Copy the lines of the entries exactly, from the opening one to the one holding "pub use goal_formation::GoalFormation;", and leave out everything after.

________

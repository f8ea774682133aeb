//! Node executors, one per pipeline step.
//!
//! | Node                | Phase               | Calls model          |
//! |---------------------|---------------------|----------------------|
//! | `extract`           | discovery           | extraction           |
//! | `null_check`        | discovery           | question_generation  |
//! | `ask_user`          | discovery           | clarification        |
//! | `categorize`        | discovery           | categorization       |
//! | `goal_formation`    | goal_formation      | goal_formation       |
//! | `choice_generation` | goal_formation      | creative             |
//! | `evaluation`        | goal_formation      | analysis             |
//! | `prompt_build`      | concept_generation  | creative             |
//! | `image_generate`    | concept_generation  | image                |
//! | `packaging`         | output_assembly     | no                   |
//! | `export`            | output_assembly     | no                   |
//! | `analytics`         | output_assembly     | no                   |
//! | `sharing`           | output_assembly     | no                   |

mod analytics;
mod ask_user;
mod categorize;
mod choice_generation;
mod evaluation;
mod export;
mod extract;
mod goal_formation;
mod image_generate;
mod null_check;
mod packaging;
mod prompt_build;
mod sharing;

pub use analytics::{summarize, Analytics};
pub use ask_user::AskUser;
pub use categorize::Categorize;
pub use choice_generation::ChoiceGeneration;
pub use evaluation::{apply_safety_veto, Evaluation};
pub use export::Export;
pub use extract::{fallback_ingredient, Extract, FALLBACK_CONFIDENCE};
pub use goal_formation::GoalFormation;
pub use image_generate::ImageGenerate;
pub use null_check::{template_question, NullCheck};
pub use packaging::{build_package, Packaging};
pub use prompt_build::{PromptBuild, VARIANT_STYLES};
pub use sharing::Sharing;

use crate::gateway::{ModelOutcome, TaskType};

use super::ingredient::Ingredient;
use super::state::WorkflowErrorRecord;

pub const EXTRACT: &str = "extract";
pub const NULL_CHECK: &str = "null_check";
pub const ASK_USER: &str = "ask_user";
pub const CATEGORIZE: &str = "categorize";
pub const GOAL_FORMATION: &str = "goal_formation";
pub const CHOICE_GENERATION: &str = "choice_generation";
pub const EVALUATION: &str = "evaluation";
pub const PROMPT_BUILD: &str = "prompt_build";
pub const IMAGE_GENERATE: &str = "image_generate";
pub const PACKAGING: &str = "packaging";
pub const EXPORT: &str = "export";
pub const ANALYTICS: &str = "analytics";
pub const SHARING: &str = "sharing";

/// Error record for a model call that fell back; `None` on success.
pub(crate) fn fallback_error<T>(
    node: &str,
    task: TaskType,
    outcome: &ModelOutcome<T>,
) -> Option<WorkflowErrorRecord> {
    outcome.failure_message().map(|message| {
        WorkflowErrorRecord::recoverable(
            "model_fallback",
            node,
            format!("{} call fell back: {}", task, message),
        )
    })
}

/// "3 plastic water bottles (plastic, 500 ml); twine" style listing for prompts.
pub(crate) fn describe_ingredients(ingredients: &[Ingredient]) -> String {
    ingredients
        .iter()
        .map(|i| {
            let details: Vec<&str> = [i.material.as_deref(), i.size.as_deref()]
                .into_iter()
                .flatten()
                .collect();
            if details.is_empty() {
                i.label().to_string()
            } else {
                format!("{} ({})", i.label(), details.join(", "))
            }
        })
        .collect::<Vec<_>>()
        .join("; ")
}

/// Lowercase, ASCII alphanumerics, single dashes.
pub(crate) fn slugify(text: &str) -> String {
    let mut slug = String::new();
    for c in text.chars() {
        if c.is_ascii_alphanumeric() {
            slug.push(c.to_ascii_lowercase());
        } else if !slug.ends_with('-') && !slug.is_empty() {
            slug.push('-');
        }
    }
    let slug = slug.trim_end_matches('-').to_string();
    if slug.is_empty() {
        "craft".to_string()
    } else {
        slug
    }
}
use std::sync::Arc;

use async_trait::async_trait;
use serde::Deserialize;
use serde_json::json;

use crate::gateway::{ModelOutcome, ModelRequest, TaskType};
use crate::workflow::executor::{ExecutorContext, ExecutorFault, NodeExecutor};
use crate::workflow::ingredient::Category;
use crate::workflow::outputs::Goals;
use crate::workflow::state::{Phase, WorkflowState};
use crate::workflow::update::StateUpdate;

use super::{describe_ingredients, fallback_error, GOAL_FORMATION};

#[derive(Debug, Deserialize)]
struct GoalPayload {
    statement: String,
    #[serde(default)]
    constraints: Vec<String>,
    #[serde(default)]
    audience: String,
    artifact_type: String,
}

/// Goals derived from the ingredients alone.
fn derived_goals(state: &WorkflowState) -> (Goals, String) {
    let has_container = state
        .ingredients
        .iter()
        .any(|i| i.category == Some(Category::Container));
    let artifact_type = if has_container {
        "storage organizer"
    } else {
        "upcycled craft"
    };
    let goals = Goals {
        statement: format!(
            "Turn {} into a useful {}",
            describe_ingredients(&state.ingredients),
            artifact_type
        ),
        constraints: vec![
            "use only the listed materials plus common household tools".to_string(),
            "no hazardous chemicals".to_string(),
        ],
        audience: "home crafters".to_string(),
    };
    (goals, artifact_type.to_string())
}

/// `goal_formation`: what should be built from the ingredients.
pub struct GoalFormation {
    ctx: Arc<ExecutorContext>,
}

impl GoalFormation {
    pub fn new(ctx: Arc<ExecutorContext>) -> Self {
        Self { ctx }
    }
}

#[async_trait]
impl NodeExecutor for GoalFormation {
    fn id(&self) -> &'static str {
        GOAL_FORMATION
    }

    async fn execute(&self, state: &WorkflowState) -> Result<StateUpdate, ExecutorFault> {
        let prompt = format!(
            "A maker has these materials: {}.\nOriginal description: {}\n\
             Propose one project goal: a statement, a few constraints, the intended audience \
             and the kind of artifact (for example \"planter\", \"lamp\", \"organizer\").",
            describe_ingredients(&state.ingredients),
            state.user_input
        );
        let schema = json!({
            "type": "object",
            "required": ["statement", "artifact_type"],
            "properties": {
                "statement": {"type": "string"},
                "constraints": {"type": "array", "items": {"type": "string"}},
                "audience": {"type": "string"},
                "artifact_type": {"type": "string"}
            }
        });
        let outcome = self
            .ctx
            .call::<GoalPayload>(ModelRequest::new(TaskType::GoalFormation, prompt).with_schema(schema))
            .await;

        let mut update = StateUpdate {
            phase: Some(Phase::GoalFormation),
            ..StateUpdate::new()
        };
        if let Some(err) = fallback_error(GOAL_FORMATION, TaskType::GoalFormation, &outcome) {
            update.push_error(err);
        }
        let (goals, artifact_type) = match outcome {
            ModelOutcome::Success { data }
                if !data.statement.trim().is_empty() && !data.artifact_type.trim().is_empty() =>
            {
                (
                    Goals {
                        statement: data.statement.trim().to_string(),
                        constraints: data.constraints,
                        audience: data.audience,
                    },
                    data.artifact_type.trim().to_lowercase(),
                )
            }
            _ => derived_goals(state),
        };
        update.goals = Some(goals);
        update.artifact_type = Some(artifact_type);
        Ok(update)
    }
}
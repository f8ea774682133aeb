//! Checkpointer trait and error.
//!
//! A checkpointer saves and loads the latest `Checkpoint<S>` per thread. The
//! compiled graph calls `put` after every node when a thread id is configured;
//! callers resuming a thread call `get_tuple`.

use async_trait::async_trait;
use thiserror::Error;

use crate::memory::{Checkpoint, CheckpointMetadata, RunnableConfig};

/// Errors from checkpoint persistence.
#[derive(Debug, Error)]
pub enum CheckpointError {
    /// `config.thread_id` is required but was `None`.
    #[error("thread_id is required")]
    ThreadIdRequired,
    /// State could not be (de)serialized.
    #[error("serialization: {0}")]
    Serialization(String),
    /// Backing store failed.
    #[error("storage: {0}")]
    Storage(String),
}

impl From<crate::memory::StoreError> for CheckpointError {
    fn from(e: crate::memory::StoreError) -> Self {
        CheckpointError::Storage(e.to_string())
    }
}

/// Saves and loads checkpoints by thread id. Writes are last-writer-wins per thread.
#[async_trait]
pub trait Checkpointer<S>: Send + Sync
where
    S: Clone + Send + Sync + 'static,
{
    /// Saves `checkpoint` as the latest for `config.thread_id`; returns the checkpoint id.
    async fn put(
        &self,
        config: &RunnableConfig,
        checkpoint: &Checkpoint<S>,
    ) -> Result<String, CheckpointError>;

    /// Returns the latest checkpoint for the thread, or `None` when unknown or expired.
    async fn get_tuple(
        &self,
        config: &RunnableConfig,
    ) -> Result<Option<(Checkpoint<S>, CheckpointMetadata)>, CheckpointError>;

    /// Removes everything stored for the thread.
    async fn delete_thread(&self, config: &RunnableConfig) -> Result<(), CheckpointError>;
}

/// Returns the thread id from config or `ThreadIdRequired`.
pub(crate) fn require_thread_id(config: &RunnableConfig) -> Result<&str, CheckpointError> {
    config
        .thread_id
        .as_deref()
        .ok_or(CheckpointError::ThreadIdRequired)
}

________

#### REPLY:
repository f8ea774682133aeb
//! Node executors, one per pipeline step.
//!
//! | Node                | Phase               | Calls model          |
//! |---------------------|---------------------|----------------------|
//! | `extract`           | discovery           | extraction           |
//! | `null_check`        | discovery           | question_generation  |
//! | `ask_user`          | discovery           | clarification        |
//! | `categorize`        | discovery           | categorization       |
//! | `goal_formation`    | goal_formation      | goal_formation       |
//! | `choice_generation` | goal_formation      | creative             |
//! | `evaluation`        | goal_formation      | analysis             |
//! | `prompt_build`      | concept_generation  | creative             |
//! | `image_generate`    | concept_generation  | image                |
//! | `packaging`         | output_assembly     | no                   |
//! | `export`            | output_assembly     | no                   |
//! | `analytics`         | output_assembly     | no                   |
//! | `sharing`           | output_assembly     | no                   |

mod analytics;
mod ask_user;
mod categorize;
mod choice_generation;
mod evaluation;
mod export;
mod extract;
mod goal_formation;
mod image_generate;
mod null_check;
mod packaging;
mod prompt_build;
mod sharing;

pub use analytics::{summarize, Analytics};
pub use ask_user::AskUser;
pub use categorize::Categorize;
pub use choice_generation::ChoiceGeneration;
pub use evaluation::{apply_safety_veto, Evaluation};
pub use export::Export;
pub use extract::{fallback_ingredient, Extract, FALLBACK_CONFIDENCE};
pub use goal_formation::GoalFormation;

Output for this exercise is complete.